▶ **Required action**: Throughout the listing below, show every line in which "district" occurs.

▶ **Records**:
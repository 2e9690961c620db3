//! Domain models
//!
//! Accounts, vehicles, requests and trips, plus the static district
//! directory used to resolve request endpoints.

pub mod account;
pub mod district;
pub mod request;
pub mod trip;
pub mod vehicle;

pub use account::{
    Account, AccountDetails, AccountRole, Admin, AdminDetails, Client, ClientDetails, Driver,
    DriverDetails,
};
pub use district::Coordinates;
pub use request::{ClientRequest, RequestDetails, RequestStatus};
pub use trip::{Trip, TripDetails, TripStatus};
pub use vehicle::{Vehicle, VehicleDetails};

/// Name of the admin seeded into every registry; always passes admin checks
pub const BOOTSTRAP_ADMIN_NAME: &str = "Default Admin";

▶ **Response to the exercise**:
//! Accounts, vehicles, requests and trips, plus the static district
pub mod district;
pub use district::Coordinates;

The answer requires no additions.